I’ve spent this past week getting my classroom ready for a new group of 4th-grade friends. Fortunately for me, I was able to get a head start on my preparations in June while working summer school. I was still swamped with all the little details that a teacher must deal with to take a classroom from plain to perfection. However busy I’ve been, though, the new teachers at schools everywhere are all that times ten! I have two “rookies” in my grade-level this year, and as the team leader, I wanted to welcome them in style.
Welcoming New Teachers (The Right Way)
I’ll never forget my first day of a class I was required to take before starting my student teaching. It was a 1-week orientation course designed to help me with any last-minute details of teaching before I got into the classroom. The professor entered the classroom and immediately asked, “Who is a special education major in here?” I and one other person tentatively raised our hands. “You’ll be burned out in 6 years.” An awkward silence followed…Okay, so that’s one way not to welcome new teachers to the profession! Yikes!
While I was getting ready to welcome my 22 new students, I thought about all the supplies I’ve thoughtfully acquired over the years to help me be a better teacher. Some items are necessities (whistle) while others are more for my personal comfort (cough drops, etc.). Following is a list of the items I put together as a New Teacher Survival Kit for my two new colleagues:
- 1-inch black binder (the kind with clear plastic covers to insert your own labels)
- 1.5-inch binder filled with our grade-level common formative assessments (because what new teacher has time to print those?)
- clear clipboard (I attached a personalized label with clear packing tape; we use these with our PBIS program)
- 3-prong, 2-pocket folder (I filled it with some of my TpT lessons and other free resources I’d downloaded)
- playground sign with a red clothespin (we have 2 playgrounds so we leave a sign outside our door indicating where we’ve gone for recess)
- a picture book or two for read-aloud (I chose one with a pirate theme as that’s our school mascot)
- Teach Like a Pirate by Dave Burgess (same reason as above, plus it’s good for their professional development)

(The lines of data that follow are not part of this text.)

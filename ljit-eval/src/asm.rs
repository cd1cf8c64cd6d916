use std::convert::TryFrom;
use crate::buffer::{CodeBuffer, Patch};

pub const REX_W: u8 = 0x48;
pub const LABEL_PLACEHOLDER: u32 = 0xdeadbeef;

#[derive(Debug, PartialEq, Eq, Clone, Copy)]
pub enum Register {
    Rax = 0,
    Rcx,
    Rdx,
    Rbx,
    Rsp,
    Rbp,
    Rsi,
    Rdi,
}

#[derive(Debug, PartialEq, Eq, Clone, Copy)]
pub enum PartialRegister {
    Al = 0,
    Cl,
    Dl,
    Bl,
    Ah,
    Ch,
    Dh,
    Bh,
}

/// Condition codes as they appear in the low nibble of `jcc`/`setcc`.
#[derive(Debug, PartialEq, Eq, Clone, Copy)]
pub enum Condition {
    Equal = 0x4,
    Less = 0xc,
}

/// `[reg + disp]`
#[derive(Debug, PartialEq, Eq, Clone, Copy)]
pub struct Indirect {
    pub reg: Register,
    pub disp: i32,
}

impl Indirect {
    pub fn new(reg: Register, disp: i32) -> Indirect {
        Indirect { reg, disp }
    }
}

// "no index" in a SIB byte shares its encoding with rsp
const INDEX_NONE: u8 = 0b100;
const SCALE_1: u8 = 0b00;

fn modrm(mode: u8, rm: u8, reg: u8) -> u8 {
    (mode << 6) | ((reg & 7) << 3) | (rm & 7)
}

fn sib(base: Register, index: u8, scale: u8) -> u8 {
    (scale << 6) | (index << 3) | base as u8
}

fn fits_i8(value: i32) -> bool {
    i8::try_from(value).is_ok()
}

impl CodeBuffer {
    /// `reg` is either a register number or an opcode extension.
    fn address(&mut self, reg: u8, mem: Indirect) {
        let mode = if fits_i8(mem.disp) { 0b01 } else { 0b10 };
        if mem.reg == Register::Rsp {
            self.write_u8(modrm(mode, INDEX_NONE, reg));
            self.write_u8(sib(Register::Rsp, INDEX_NONE, SCALE_1));
        } else {
            self.write_u8(modrm(mode, mem.reg as u8, reg));
        }
        if mode == 0b01 {
            self.write_u8(mem.disp as i8 as u8);
        } else {
            self.write_u32(mem.disp as u32);
        }
    }

    fn alu_reg_imm32(&mut self, rax_opcode: u8, extension: u8, dst: Register, src: i32) {
        self.write_u8(REX_W);
        if dst == Register::Rax {
            self.write_u8(rax_opcode);
        } else {
            self.write_u8(0x81);
            self.write_u8(modrm(0b11, dst as u8, extension));
        }
        self.write_u32(src as u32);
    }

    /// `mov dst, imm32` (sign-extended)
    pub fn mov_reg_imm32(&mut self, dst: Register, src: i32) {
        self.write_u8(REX_W);
        self.write_u8(0xc7);
        self.write_u8(modrm(0b11, dst as u8, 0));
        self.write_u32(src as u32);
    }

    /// `mov dst, imm64`
    pub fn mov_reg_imm64(&mut self, dst: Register, src: u64) {
        self.write_u8(REX_W);
        self.write_u8(0xb8 + dst as u8);
        self.write_bytes(&src.to_le_bytes());
    }

    /// Loads a word using the shortest `mov` that reproduces it.
    pub fn mov_reg_word(&mut self, dst: Register, word: u64) {
        match i32::try_from(word as i64) {
            Ok(imm) => self.mov_reg_imm32(dst, imm),
            Err(_) => self.mov_reg_imm64(dst, word),
        }
    }

    pub fn add_reg_imm32(&mut self, dst: Register, src: i32) {
        self.alu_reg_imm32(0x05, 0, dst, src);
    }

    pub fn sub_reg_imm32(&mut self, dst: Register, src: i32) {
        self.alu_reg_imm32(0x2d, 5, dst, src);
    }

    pub fn cmp_reg_imm32(&mut self, left: Register, right: i32) {
        self.alu_reg_imm32(0x3d, 7, left, right);
    }

    pub fn shl_reg_imm8(&mut self, dst: Register, bits: u8) {
        self.write_u8(REX_W);
        self.write_u8(0xc1);
        self.write_u8(modrm(0b11, dst as u8, 4));
        self.write_u8(bits);
    }

    pub fn shr_reg_imm8(&mut self, dst: Register, bits: u8) {
        self.write_u8(REX_W);
        self.write_u8(0xc1);
        self.write_u8(modrm(0b11, dst as u8, 5));
        self.write_u8(bits);
    }

    pub fn or_reg_imm8(&mut self, dst: Register, src: u8) {
        self.write_u8(REX_W);
        self.write_u8(0x83);
        self.write_u8(modrm(0b11, dst as u8, 1));
        self.write_u8(src);
    }

    pub fn and_reg_imm8(&mut self, dst: Register, src: u8) {
        self.write_u8(REX_W);
        self.write_u8(0x83);
        self.write_u8(modrm(0b11, dst as u8, 4));
        self.write_u8(src);
    }

    pub fn setcc_imm8(&mut self, cond: Condition, dst: PartialRegister) {
        self.write_u8(0x0f);
        self.write_u8(0x90 + cond as u8);
        self.write_u8(modrm(0b11, dst as u8, 0));
    }

    /// `mov [dst], src`
    pub fn store_reg_indirect(&mut self, dst: Indirect, src: Register) {
        self.write_u8(REX_W);
        self.write_u8(0x89);
        self.address(src as u8, dst);
    }

    /// `mov dst, [src]`
    pub fn load_reg_indirect(&mut self, dst: Register, src: Indirect) {
        self.write_u8(REX_W);
        self.write_u8(0x8b);
        self.address(dst as u8, src);
    }

    pub fn add_reg_indirect(&mut self, dst: Register, src: Indirect) {
        self.write_u8(REX_W);
        self.write_u8(0x03);
        self.address(dst as u8, src);
    }

    pub fn sub_reg_indirect(&mut self, dst: Register, src: Indirect) {
        self.write_u8(REX_W);
        self.write_u8(0x2b);
        self.address(dst as u8, src);
    }

    pub fn cmp_reg_indirect(&mut self, left: Register, right: Indirect) {
        self.write_u8(REX_W);
        self.write_u8(0x3b);
        self.address(left as u8, right);
    }

    /// `imul qword [src]`: rdx:rax = rax * [src]. Clobbers rdx.
    pub fn imul_indirect(&mut self, src: Indirect) {
        self.write_u8(REX_W);
        self.write_u8(0xf7);
        self.address(5, src);
    }

    /// `mov dst, src`
    pub fn mov_reg_reg(&mut self, dst: Register, src: Register) {
        self.write_u8(REX_W);
        self.write_u8(0x89);
        self.write_u8(modrm(0b11, dst as u8, src as u8));
    }

    pub fn jcc(&mut self, cond: Condition) -> Patch {
        self.write_u8(0x0f);
        self.write_u8(0x80 + cond as u8);
        let patch = Patch::new(self.len());
        self.write_u32(LABEL_PLACEHOLDER);
        patch
    }

    pub fn jmp(&mut self) -> Patch {
        self.write_u8(0xe9);
        let patch = Patch::new(self.len());
        self.write_u32(LABEL_PLACEHOLDER);
        patch
    }

    /// `call rel32` to an offset inside this buffer.
    pub fn call(&mut self, target: usize) {
        const CALL_LEN: i64 = 5;
        let relative = target as i64 - (self.len() as i64 + CALL_LEN);
        let relative = match i32::try_from(relative) {
            Ok(relative) => relative,
            Err(_) => panic!("call target {} is out of range", target),
        };
        self.write_u8(0xe8);
        self.write_u32(relative as u32);
    }

    /// Moves rsp by `adjust` bytes, emitting nothing for zero.
    pub fn rsp_adjust(&mut self, adjust: i32) {
        if adjust < 0 {
            self.sub_reg_imm32(Register::Rsp, -adjust);
        } else if adjust > 0 {
            self.add_reg_imm32(Register::Rsp, adjust);
        }
    }

    pub fn ret(&mut self) {
        self.write_u8(0xc3);
    }
}

#[cfg(test)]
mod tests {
    use super::*;
    use iced_x86::{Decoder, DecoderOptions, Instruction, Mnemonic, OpKind};
    use Register::*;

    fn emit(f: impl FnOnce(&mut CodeBuffer)) -> Vec<u8> {
        let mut buf = CodeBuffer::with_capacity(1);
        f(&mut buf);
        buf.bytes().to_vec()
    }

    fn decode_one(bytes: &[u8]) -> Instruction {
        let mut decoder = Decoder::with_ip(64, bytes, 0, DecoderOptions::NONE);
        let instruction = decoder.decode();
        assert!(!instruction.is_invalid(), "invalid encoding: {:02x?}", bytes);
        assert_eq!(instruction.len(), bytes.len(), "trailing bytes in {:02x?}", bytes);
        instruction
    }

    #[test]
    fn mov_imm32() {
        assert_eq!(emit(|b| b.mov_reg_imm32(Rax, 0x1ec)), [0x48, 0xc7, 0xc0, 0xec, 0x01, 0x00, 0x00]);
        assert_eq!(emit(|b| b.mov_reg_imm32(Rax, -492)), [0x48, 0xc7, 0xc0, 0x14, 0xfe, 0xff, 0xff]);
        assert_eq!(emit(|b| b.mov_reg_imm32(Rsi, 1)), [0x48, 0xc7, 0xc6, 0x01, 0x00, 0x00, 0x00]);
    }

    #[test]
    fn mov_word_picks_encoding() {
        assert_eq!(emit(|b| b.mov_reg_word(Rax, 0x2f)), [0x48, 0xc7, 0xc0, 0x2f, 0x00, 0x00, 0x00]);
        assert_eq!(emit(|b| b.mov_reg_word(Rax, (-4i64) as u64)), [0x48, 0xc7, 0xc0, 0xfc, 0xff, 0xff, 0xff]);
        assert_eq!(
            emit(|b| b.mov_reg_word(Rcx, 0x1_0000_0000)),
            [0x48, 0xb9, 0x00, 0x00, 0x00, 0x00, 0x01, 0x00, 0x00, 0x00],
        );
        let instruction = decode_one(&emit(|b| b.mov_reg_word(Rax, 0x1234_5678_9abc)));
        assert_eq!(instruction.mnemonic(), Mnemonic::Mov);
        assert_eq!(instruction.op0_register(), iced_x86::Register::RAX);
        assert_eq!(instruction.immediate64(), 0x1234_5678_9abc);
    }

    #[test]
    fn alu_imm32_short_form_for_rax() {
        assert_eq!(emit(|b| b.add_reg_imm32(Rax, 4)), [0x48, 0x05, 0x04, 0x00, 0x00, 0x00]);
        assert_eq!(emit(|b| b.sub_reg_imm32(Rax, 4)), [0x48, 0x2d, 0x04, 0x00, 0x00, 0x00]);
        assert_eq!(emit(|b| b.cmp_reg_imm32(Rax, 0x1f)), [0x48, 0x3d, 0x1f, 0x00, 0x00, 0x00]);
    }

    #[test]
    fn alu_imm32_other_registers() {
        assert_eq!(emit(|b| b.add_reg_imm32(Rsi, 16)), [0x48, 0x81, 0xc6, 0x10, 0x00, 0x00, 0x00]);
        assert_eq!(emit(|b| b.sub_reg_imm32(Rsp, 8)), [0x48, 0x81, 0xec, 0x08, 0x00, 0x00, 0x00]);
        assert_eq!(emit(|b| b.cmp_reg_imm32(Rdi, 1)), [0x48, 0x81, 0xff, 0x01, 0x00, 0x00, 0x00]);
    }

    #[test]
    fn shifts_and_masks() {
        assert_eq!(emit(|b| b.shl_reg_imm8(Rax, 7)), [0x48, 0xc1, 0xe0, 0x07]);
        assert_eq!(emit(|b| b.shr_reg_imm8(Rax, 6)), [0x48, 0xc1, 0xe8, 0x06]);
        assert_eq!(emit(|b| b.or_reg_imm8(Rax, 0x1f)), [0x48, 0x83, 0xc8, 0x1f]);
        assert_eq!(emit(|b| b.and_reg_imm8(Rax, 0x3)), [0x48, 0x83, 0xe0, 0x03]);
        assert_eq!(emit(|b| b.shl_reg_imm8(Rcx, 1)), [0x48, 0xc1, 0xe1, 0x01]);
    }

    #[test]
    fn setcc() {
        assert_eq!(emit(|b| b.setcc_imm8(Condition::Equal, PartialRegister::Al)), [0x0f, 0x94, 0xc0]);
        assert_eq!(emit(|b| b.setcc_imm8(Condition::Less, PartialRegister::Al)), [0x0f, 0x9c, 0xc0]);
        assert_eq!(emit(|b| b.setcc_imm8(Condition::Less, PartialRegister::Bh)), [0x0f, 0x9c, 0xc7]);
    }

    #[test]
    fn store_to_stack_uses_sib() {
        assert_eq!(emit(|b| b.store_reg_indirect(Indirect::new(Rsp, -8), Rax)), [0x48, 0x89, 0x44, 0x24, 0xf8]);
        assert_eq!(emit(|b| b.store_reg_indirect(Indirect::new(Rsp, -16), Rcx)), [0x48, 0x89, 0x4c, 0x24, 0xf0]);
    }

    #[test]
    fn store_through_other_bases() {
        assert_eq!(emit(|b| b.store_reg_indirect(Indirect::new(Rsi, 0), Rax)), [0x48, 0x89, 0x46, 0x00]);
        assert_eq!(emit(|b| b.store_reg_indirect(Indirect::new(Rsi, 8), Rax)), [0x48, 0x89, 0x46, 0x08]);
        assert_eq!(emit(|b| b.store_reg_indirect(Indirect::new(Rbp, -8), Rdx)), [0x48, 0x89, 0x55, 0xf8]);
    }

    #[test]
    fn loads_and_memory_alu() {
        assert_eq!(emit(|b| b.load_reg_indirect(Rax, Indirect::new(Rsp, 33))), [0x48, 0x8b, 0x44, 0x24, 0x21]);
        assert_eq!(emit(|b| b.load_reg_indirect(Rax, Indirect::new(Rax, -1))), [0x48, 0x8b, 0x40, 0xff]);
        assert_eq!(emit(|b| b.load_reg_indirect(Rax, Indirect::new(Rax, 7))), [0x48, 0x8b, 0x40, 0x07]);
        assert_eq!(emit(|b| b.add_reg_indirect(Rax, Indirect::new(Rsp, -8))), [0x48, 0x03, 0x44, 0x24, 0xf8]);
        assert_eq!(emit(|b| b.sub_reg_indirect(Rax, Indirect::new(Rsp, -8))), [0x48, 0x2b, 0x44, 0x24, 0xf8]);
        assert_eq!(emit(|b| b.cmp_reg_indirect(Rax, Indirect::new(Rsp, -8))), [0x48, 0x3b, 0x44, 0x24, 0xf8]);
        assert_eq!(emit(|b| b.imul_indirect(Indirect::new(Rsp, -8))), [0x48, 0xf7, 0x6c, 0x24, 0xf8]);
    }

    #[test]
    fn wide_displacement() {
        let bytes = emit(|b| b.load_reg_indirect(Rax, Indirect::new(Rsp, -1024)));
        assert_eq!(bytes, [0x48, 0x8b, 0x84, 0x24, 0x00, 0xfc, 0xff, 0xff]);
        let instruction = decode_one(&bytes);
        assert_eq!(instruction.mnemonic(), Mnemonic::Mov);
        assert_eq!(instruction.memory_base(), iced_x86::Register::RSP);
        assert_eq!(instruction.memory_displacement64(), (-1024i64) as u64);
    }

    #[test]
    fn mov_reg_reg() {
        assert_eq!(emit(|b| b.mov_reg_reg(Rax, Rsi)), [0x48, 0x89, 0xf0]);
        assert_eq!(emit(|b| b.mov_reg_reg(Rsi, Rdi)), [0x48, 0x89, 0xfe]);
    }

    #[test]
    fn jumps_return_displacement_offset() {
        let mut buf = CodeBuffer::with_capacity(1);
        buf.write_u8(0x90);
        let jump = buf.jcc(Condition::Equal);
        assert_eq!(jump.pos(), 3);
        let end = buf.jmp();
        assert_eq!(end.pos(), 8);
        assert_eq!(buf.bytes(), [0x90, 0x0f, 0x84, 0xef, 0xbe, 0xad, 0xde, 0xe9, 0xef, 0xbe, 0xad, 0xde]);
        buf.backpatch(jump);
        buf.backpatch(end);
        assert_eq!(buf.bytes(), [0x90, 0x0f, 0x84, 0x05, 0x00, 0x00, 0x00, 0xe9, 0x00, 0x00, 0x00, 0x00]);
    }

    #[test]
    fn call_is_relative_to_next_instruction() {
        let mut buf = CodeBuffer::with_capacity(1);
        buf.write_bytes(&[0x90; 8]);
        buf.call(0);
        assert_eq!(&buf.bytes()[8..], [0xe8, 0xf3, 0xff, 0xff, 0xff]);
        buf.call(buf.len() + 5);
        assert_eq!(&buf.bytes()[13..], [0xe8, 0x00, 0x00, 0x00, 0x00]);
    }

    #[test]
    fn rsp_adjust() {
        assert!(emit(|b| b.rsp_adjust(0)).is_empty());
        assert_eq!(emit(|b| b.rsp_adjust(-8)), [0x48, 0x81, 0xec, 0x08, 0x00, 0x00, 0x00]);
        assert_eq!(emit(|b| b.rsp_adjust(8)), [0x48, 0x81, 0xc4, 0x08, 0x00, 0x00, 0x00]);
    }

    #[test]
    fn decoder_agrees_with_encodings() {
        let instruction = decode_one(&emit(|b| b.imul_indirect(Indirect::new(Rsp, -16))));
        assert_eq!(instruction.mnemonic(), Mnemonic::Imul);
        assert_eq!(instruction.op0_kind(), OpKind::Memory);
        assert_eq!(instruction.memory_base(), iced_x86::Register::RSP);
        assert_eq!(instruction.memory_displacement64(), (-16i64) as u64);

        let instruction = decode_one(&emit(|b| b.cmp_reg_imm32(Rbx, 0x2f)));
        assert_eq!(instruction.mnemonic(), Mnemonic::Cmp);
        assert_eq!(instruction.op0_register(), iced_x86::Register::RBX);

        let instruction = decode_one(&emit(|b| b.setcc_imm8(Condition::Less, PartialRegister::Al)));
        assert_eq!(instruction.mnemonic(), Mnemonic::Setl);
        assert_eq!(instruction.op0_register(), iced_x86::Register::AL);

        let instruction = decode_one(&emit(|b| b.store_reg_indirect(Indirect::new(Rsi, 8), Rax)));
        assert_eq!(instruction.mnemonic(), Mnemonic::Mov);
        assert_eq!(instruction.memory_base(), iced_x86::Register::RSI);
        assert_eq!(instruction.op1_register(), iced_x86::Register::RAX);
    }

    #[test]
    fn memory_operands_match_iced_assembler() -> Result<(), iced_x86::IcedError> {
        use iced_x86::code_asm::{qword_ptr, rax, rdi, rsi, rsp, CodeAssembler};
        let mut asm = CodeAssembler::new(64)?;
        asm.mov(rsi, rdi)?;
        asm.mov(qword_ptr(rsp - 8), rax)?;
        asm.mov(rax, qword_ptr(rsp - 1024))?;
        asm.add(rax, qword_ptr(rsp - 16))?;
        asm.sub(rax, qword_ptr(rsp - 16))?;
        asm.cmp(rax, qword_ptr(rsp - 24))?;
        asm.imul(qword_ptr(rsp - 8))?;
        asm.mov(qword_ptr(rsi + 8), rax)?;
        asm.mov(rax, qword_ptr(rax - 1))?;
        asm.ret()?;
        let expected = asm.assemble(0)?;

        let actual = emit(|b| {
            b.mov_reg_reg(Rsi, Rdi);
            b.store_reg_indirect(Indirect::new(Rsp, -8), Rax);
            b.load_reg_indirect(Rax, Indirect::new(Rsp, -1024));
            b.add_reg_indirect(Rax, Indirect::new(Rsp, -16));
            b.sub_reg_indirect(Rax, Indirect::new(Rsp, -16));
            b.cmp_reg_indirect(Rax, Indirect::new(Rsp, -24));
            b.imul_indirect(Indirect::new(Rsp, -8));
            b.store_reg_indirect(Indirect::new(Rsi, 8), Rax);
            b.load_reg_indirect(Rax, Indirect::new(Rax, -1));
            b.ret();
        });
        assert_eq!(actual, expected);
        Ok(())
    }
}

- cough drops/throat lozenges
- breath mints
- 409 cleaning spray
- whistle on a lanyard
- plastic keycaps in 2 colors (one for the building key and one for the room key – helps them keep those keys separate)
- an Ozark Trail tumbler (personalized with their initial thanks to Designs with Dazzle)
- protein bars (when there’s just NO time for lunch)
- chewing gum (when you’re hungry but you’ve already eaten all the above protein bars!)
- black fine-point Sharpie marks (what teacher doesn’t need these?)
- Uno card game (those inside recess games don’t just magically appear in your classroom, do they?)
I put all these items in a large plastic basket that can easily be re-purposed in their classrooms for another use. Since our school colors are green, white, and black, I threaded a green and white polka dot ribbon through the holes in the basket. Then I used black and white polka dot tissue paper to add a finishing touch. (I’ve always had a fondness for polka dots and pirates!) I hope my new teachers find these survival kits useful, although I know it takes more than a gift basket to have a successful school year. If only it were that easy, right? I never would have made it without the kindness of some wonderful ladies who supported me in my first few days as an educator. Props to Lisa, Julie, and Helen. Without them…head shake…
I got so carried away with gift-giving, that I created a cute little set of “have a great year” gifts for my returning colleagues. This year’s school’s theme is bees so I used these cute little bee cutouts my friend Patti gave me to make tags with an encouraging note. I wrapped some black markers and yellow highlighters together (yellow and black, get it?) and will offer these as presents to my teacher-buddies when our back-to-school workshops begin (gulp!) next week.
If the weather cooperates, I’m taking today off from working in my classroom for another day of floating on the lazy river at my local water park. I wish I had thought of these New Teacher Survival Kits sooner, though! We all know how tough this profession can be at times, and sadly only about half of all new teachers stay in education. Anything I can do to help a fellow teacher not just survive, but thrive, is something I want to do. What “essentials” do you have in your classroom that help you?